Richard D. O'Dell -- Chief Executive Officer

I think the way I would characterize it, Todd, is if you go back to when we launched our Northeast plan, we talked about 20 to 25 terminals probably gives us pretty good coverage over time. And the great thing about an organic expansion is it allows us to speed up or slow down as we see the opportunities. So we saw opportunities last year, so we accelerated our pace. And the timing Q3 and Q4 that had -- obviously, had an impact on our results, but we're looking at this as a long-term sort of investment, so the quarter-to-quarter nature of it, that's part of the investment profile.

I think as we look longer-term in the Northeast, I mean, I think that sort of 20 to 25 number is probably reasonable. But at the same time, you could -- as that business evolves, we may see other opportunities to provide incremental coverage in that market as the market develops for us. So I don't know that I would say that we're at the end, but I think those continue to be opportunistic in that market. But this year in 2020 as we look at where we are, it's an opportunity to really to generate a return on all those investments we've made to-date in the market, particularly in the last six months of 2019.

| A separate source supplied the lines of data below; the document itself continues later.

//! Impact Core - Shared types library.
//!
//! This crate provides common types used across the impact components:
//! - `server` - The portfolio content API
//! - `integration-tests` - End-to-end tests against a running server
//!
//! # Architecture
//!
//! The core crate contains only types - no I/O, no database access, no HTTP
//! clients. This keeps it lightweight and allows it to be used anywhere.
//!
//! # Modules
//!
//! - [`types`] - Newtype wrappers for type-safe IDs and email addresses

#![cfg_attr(not(test), forbid(unsafe_code))]

pub mod types;

pub use types::*;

Todd Fowler -- KeyBanc Capital Markets -- Analyst

Okay. Got it. That makes sense. And maybe just the last question for me and it's kind of along those lines. But the $280 million of run rate par [Phonetic] revenue in the Northeast, do you care to share kind of a sense of what the margin profile on that is relative to the business? And the genesis for the question is obviously, thinking about the drag that's happening and the opportunity of where that can go as you leverage the investment that you've made. Thanks.

Richard D. O'Dell -- Chief Executive Officer

Yeah. So I think the way I would characterize that is that -- in a network business, the impact of growth in the Northeast kind of touches all corners of our company. If I looked at specifically at those, the full all-in OR for those that Northeast in the fourth quarter, it was over 100%, but that -- we also know that was an investment period. We know that over time, I think what this does it's going to drive our overall -- we'll be able to drive the overall OR in that region. It's something more in line with the rest of the company. But at the same time, the benefits of that incremental growth will impact the balance of the company as well. So I think that -- that's still intact, the value, the -- what we can drive out of that area, that doesn't change. It's just the expenses were pretty heavy in the last half of the year.

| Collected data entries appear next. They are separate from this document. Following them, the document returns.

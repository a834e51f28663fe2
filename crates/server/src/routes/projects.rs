//! Project route handlers.

use axum::{Json, extract::State, http::StatusCode};
use tracing::instrument;

use crate::error::Result;
use crate::middleware::{ApiJson, RequireAdmin};
use crate::models::{NewProject, Project};
use crate::routes::Ack;
use crate::state::AppState;

/// List all projects in display order.
///
/// GET /api/projects
pub async fn list(State(state): State<AppState>) -> Result<Json<Vec<Project>>> {
    let projects = state.store().projects().await?;
    Ok(Json(projects))
}

/// Create a project. Missing fields become blank rather than rejecting the
/// request.
///
/// POST /api/projects (admin)
#[instrument(skip_all, fields(admin = %admin.username, title = %project.title))]
pub async fn create(
    State(state): State<AppState>,
    RequireAdmin(admin): RequireAdmin,
    ApiJson(project): ApiJson<NewProject>,
) -> Result<(StatusCode, Json<Ack>)> {
    let id = state.store().create_project(project).await?;

    tracing::info!(project_id = %id, "Project created");
    Ok((StatusCode::CREATED, Json(Ack::OK)))
}
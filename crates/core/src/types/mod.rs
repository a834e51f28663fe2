//! Newtype wrappers for domain values.

mod email;
mod id;

pub use email::{Email, EmailError};
pub use id::{ProjectId, UserId};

Todd Fowler -- KeyBanc Capital Markets -- Analyst

Got it. No, that makes sense, especially with the halo impact on the other regions. So I'll jump back in the queue. Thanks for the time.

Richard D. O'Dell -- Chief Executive Officer

Yeah.

Operator

Our next question comes from Scott Group with Wolfe Research.

Scott Group -- Wolfe Research -- Analyst

Hey, thanks. Good morning, guys.

Richard D. O'Dell -- Chief Executive Officer

Good morning.

Frederick Holzgrefe -- President and Chief Operating Officer

Good morning.

Scott Group -- Wolfe Research -- Analyst

So I wanted to follow up on the full year OR commentary. So first quarter doesn't imply and placed flattish margins. Second quarter has got the toughest comp of the year. So the OR improvement sort of back-end loaded. Is that just the comps are a lot easier or is there anything about costs or anything that, that builds throughout the year? I just want to understand the trajectory.

Douglas Col -- Vice President and Chief Financial Officer

I think it's a combination of comps and some of our targeted cost improvements. But it's primarily kind of driven by the comps, right. The set back half of the year [Indecipherable] first quarter wasn't great either, but the back half of the year was -- margins weren't -- we were making some investments, we had some self-insurance volatility. The combination of things I think are just -- are easier in the back half. And as we have commented, we weren't particularly pleased with our fourth quarter performance. I mean it was an investment quarter but with the revenue growth that we're having, we would expect to operate better than we did and certainly, do going forward as well.

Scott Group -- Wolfe Research -- Analyst

Okay. And then on the -- can you give us any sort of either the revenue per day or yield trends to start the year? I just want to understand them is the -- the tonnage, obviously, picking up, but is there any sort of offset there in terms of yield slowing or anything?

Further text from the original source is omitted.